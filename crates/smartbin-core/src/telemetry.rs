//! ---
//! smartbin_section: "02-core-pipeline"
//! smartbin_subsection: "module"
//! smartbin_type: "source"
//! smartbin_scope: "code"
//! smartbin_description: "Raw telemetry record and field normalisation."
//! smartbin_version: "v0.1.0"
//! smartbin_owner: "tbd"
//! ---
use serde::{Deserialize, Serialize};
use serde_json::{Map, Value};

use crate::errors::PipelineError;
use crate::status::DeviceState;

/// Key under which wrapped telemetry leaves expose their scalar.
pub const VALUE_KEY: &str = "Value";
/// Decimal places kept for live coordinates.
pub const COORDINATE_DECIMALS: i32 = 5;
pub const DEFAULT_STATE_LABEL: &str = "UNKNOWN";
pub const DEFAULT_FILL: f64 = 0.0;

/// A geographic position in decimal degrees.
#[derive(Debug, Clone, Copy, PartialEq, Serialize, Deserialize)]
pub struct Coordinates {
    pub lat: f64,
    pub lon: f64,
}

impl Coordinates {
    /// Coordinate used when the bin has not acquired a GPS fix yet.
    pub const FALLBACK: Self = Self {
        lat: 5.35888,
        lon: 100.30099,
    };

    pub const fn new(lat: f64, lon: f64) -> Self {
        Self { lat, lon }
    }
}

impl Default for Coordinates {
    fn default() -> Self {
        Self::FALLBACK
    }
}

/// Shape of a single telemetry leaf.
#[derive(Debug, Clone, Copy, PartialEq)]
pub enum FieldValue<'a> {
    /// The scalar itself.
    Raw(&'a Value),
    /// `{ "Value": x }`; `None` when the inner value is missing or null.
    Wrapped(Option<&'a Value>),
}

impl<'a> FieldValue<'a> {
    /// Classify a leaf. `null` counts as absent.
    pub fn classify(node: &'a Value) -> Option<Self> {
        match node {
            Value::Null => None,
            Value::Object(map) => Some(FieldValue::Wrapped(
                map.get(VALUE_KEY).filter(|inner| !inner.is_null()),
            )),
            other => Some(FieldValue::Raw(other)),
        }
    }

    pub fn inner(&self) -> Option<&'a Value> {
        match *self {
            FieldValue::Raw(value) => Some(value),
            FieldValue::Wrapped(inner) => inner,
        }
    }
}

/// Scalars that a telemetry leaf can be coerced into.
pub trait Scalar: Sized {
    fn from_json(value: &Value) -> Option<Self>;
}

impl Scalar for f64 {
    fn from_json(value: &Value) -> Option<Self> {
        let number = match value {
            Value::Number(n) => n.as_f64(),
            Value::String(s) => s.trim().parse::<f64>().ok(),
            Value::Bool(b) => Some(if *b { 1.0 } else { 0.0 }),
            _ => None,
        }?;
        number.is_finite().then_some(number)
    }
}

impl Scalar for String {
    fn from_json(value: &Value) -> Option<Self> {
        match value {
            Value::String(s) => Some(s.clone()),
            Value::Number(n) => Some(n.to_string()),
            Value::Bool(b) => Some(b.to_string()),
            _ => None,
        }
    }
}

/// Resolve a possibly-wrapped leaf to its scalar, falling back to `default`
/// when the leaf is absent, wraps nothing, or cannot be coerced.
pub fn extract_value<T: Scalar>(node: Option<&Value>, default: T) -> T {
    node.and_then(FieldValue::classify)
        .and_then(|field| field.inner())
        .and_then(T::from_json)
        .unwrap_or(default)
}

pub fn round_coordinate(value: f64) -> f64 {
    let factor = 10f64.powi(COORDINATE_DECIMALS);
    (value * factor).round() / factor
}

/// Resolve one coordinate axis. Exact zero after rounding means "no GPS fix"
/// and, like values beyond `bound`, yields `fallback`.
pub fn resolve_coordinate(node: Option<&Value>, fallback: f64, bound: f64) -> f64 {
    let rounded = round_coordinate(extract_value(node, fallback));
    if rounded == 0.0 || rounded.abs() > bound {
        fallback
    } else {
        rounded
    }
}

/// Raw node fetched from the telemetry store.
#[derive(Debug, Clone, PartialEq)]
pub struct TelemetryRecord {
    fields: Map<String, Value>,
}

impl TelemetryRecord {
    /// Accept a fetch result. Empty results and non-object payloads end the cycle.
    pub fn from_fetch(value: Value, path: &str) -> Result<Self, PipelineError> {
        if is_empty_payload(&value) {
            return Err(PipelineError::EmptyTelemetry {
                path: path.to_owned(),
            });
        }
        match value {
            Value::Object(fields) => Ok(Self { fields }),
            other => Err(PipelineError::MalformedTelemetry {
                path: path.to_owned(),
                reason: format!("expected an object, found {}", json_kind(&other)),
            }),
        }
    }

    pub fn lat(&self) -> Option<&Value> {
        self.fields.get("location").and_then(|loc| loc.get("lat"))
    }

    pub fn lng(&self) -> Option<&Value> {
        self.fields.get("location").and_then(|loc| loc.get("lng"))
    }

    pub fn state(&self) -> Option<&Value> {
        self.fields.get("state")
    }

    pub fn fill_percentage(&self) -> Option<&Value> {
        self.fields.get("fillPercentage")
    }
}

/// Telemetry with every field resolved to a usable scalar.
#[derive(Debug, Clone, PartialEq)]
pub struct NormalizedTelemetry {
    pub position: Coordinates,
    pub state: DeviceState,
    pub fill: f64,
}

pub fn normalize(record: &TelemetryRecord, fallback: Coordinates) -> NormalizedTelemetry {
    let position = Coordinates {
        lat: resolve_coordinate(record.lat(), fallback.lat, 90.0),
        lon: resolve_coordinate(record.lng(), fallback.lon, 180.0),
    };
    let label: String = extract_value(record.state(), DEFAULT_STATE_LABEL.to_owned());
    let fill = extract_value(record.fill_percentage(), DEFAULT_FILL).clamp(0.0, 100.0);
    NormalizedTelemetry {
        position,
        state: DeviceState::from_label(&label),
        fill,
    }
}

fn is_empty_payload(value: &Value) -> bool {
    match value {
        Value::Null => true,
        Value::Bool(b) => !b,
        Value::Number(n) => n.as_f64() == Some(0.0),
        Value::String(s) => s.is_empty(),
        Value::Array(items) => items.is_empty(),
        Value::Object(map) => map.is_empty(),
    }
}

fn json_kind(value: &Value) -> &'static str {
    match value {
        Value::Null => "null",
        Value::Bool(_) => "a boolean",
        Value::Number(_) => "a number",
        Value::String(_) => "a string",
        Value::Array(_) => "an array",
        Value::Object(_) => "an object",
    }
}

....................

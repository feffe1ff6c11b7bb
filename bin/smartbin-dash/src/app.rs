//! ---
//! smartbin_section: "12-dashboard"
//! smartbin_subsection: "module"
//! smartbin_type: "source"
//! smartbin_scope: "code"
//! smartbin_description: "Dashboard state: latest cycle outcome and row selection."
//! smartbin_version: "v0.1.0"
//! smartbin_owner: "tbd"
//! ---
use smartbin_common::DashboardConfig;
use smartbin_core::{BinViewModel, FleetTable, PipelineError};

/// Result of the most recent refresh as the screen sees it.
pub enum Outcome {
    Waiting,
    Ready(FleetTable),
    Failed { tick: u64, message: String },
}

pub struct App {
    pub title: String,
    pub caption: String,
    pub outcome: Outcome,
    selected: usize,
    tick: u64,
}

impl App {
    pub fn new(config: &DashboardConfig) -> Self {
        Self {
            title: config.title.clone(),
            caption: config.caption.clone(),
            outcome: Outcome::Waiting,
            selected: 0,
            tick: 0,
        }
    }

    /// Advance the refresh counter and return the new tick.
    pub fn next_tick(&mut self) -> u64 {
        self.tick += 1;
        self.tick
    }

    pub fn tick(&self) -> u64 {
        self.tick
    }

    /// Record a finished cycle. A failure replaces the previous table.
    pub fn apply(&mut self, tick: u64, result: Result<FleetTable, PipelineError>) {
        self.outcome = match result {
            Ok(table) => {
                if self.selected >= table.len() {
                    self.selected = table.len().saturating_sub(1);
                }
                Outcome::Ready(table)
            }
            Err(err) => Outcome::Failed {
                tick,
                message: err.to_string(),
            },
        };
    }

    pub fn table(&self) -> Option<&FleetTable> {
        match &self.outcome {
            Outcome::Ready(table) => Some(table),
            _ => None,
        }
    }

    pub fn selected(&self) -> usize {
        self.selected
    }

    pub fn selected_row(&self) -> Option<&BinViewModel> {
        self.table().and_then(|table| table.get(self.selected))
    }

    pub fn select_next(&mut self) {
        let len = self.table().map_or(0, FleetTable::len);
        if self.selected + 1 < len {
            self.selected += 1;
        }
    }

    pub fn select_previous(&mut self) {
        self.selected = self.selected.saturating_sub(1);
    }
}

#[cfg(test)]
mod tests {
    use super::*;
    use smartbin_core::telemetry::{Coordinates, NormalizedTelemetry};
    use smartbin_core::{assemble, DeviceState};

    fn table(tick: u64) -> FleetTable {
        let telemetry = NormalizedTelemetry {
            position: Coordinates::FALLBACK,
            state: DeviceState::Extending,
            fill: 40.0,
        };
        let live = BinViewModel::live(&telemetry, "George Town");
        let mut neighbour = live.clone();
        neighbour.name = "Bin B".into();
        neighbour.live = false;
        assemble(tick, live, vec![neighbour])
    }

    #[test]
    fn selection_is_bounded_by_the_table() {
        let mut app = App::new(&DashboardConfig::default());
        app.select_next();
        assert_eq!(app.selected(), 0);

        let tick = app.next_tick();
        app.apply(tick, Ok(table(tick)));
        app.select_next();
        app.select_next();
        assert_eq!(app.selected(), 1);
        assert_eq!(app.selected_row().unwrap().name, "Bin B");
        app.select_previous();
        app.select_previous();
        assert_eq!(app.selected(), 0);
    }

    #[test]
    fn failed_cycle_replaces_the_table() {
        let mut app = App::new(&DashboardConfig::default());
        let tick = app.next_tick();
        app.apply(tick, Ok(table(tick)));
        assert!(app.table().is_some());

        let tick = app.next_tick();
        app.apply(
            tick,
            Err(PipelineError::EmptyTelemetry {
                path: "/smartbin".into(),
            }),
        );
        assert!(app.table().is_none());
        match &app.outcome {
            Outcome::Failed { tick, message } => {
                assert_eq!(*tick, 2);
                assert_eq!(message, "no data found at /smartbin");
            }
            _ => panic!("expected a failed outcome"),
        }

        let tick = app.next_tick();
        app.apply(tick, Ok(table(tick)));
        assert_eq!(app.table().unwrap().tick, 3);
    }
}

....................

Your answer should be the lines of the listing above between the line holding "filename crates/smartbin-core/src/telemetry.rs" and the line holding "pub trait Scalar: Sized", inclusive, restated word for word and alone.

ANSWER FOR THIS EXERCISE –
filename crates/smartbin-core/src/telemetry.rs
//! ---
//! smartbin_section: "02-core-pipeline"
//! smartbin_subsection: "module"
//! smartbin_type: "source"
//! smartbin_scope: "code"
//! smartbin_description: "Raw telemetry record and field normalisation."
//! smartbin_version: "v0.1.0"
//! smartbin_owner: "tbd"
//! ---
use serde::{Deserialize, Serialize};
use serde_json::{Map, Value};

use crate::errors::PipelineError;
use crate::status::DeviceState;

/// Key under which wrapped telemetry leaves expose their scalar.
pub const VALUE_KEY: &str = "Value";
/// Decimal places kept for live coordinates.
pub const COORDINATE_DECIMALS: i32 = 5;
pub const DEFAULT_STATE_LABEL: &str = "UNKNOWN";
pub const DEFAULT_FILL: f64 = 0.0;

/// A geographic position in decimal degrees.
#[derive(Debug, Clone, Copy, PartialEq, Serialize, Deserialize)]
pub struct Coordinates {
    pub lat: f64,
    pub lon: f64,
}

impl Coordinates {
    /// Coordinate used when the bin has not acquired a GPS fix yet.
    pub const FALLBACK: Self = Self {
        lat: 5.35888,
        lon: 100.30099,
    };

    pub const fn new(lat: f64, lon: f64) -> Self {
        Self { lat, lon }
    }
}

impl Default for Coordinates {
    fn default() -> Self {
        Self::FALLBACK
    }
}

/// Shape of a single telemetry leaf.
#[derive(Debug, Clone, Copy, PartialEq)]
pub enum FieldValue<'a> {
    /// The scalar itself.
    Raw(&'a Value),
    /// `{ "Value": x }`; `None` when the inner value is missing or null.
    Wrapped(Option<&'a Value>),
}

impl<'a> FieldValue<'a> {
    /// Classify a leaf. `null` counts as absent.
    pub fn classify(node: &'a Value) -> Option<Self> {
        match node {
            Value::Null => None,
            Value::Object(map) => Some(FieldValue::Wrapped(
                map.get(VALUE_KEY).filter(|inner| !inner.is_null()),
            )),
            other => Some(FieldValue::Raw(other)),
        }
    }

    pub fn inner(&self) -> Option<&'a Value> {
        match *self {
            FieldValue::Raw(value) => Some(value),
            FieldValue::Wrapped(inner) => inner,
        }
    }
}

/// Scalars that a telemetry leaf can be coerced into.
pub trait Scalar: Sized {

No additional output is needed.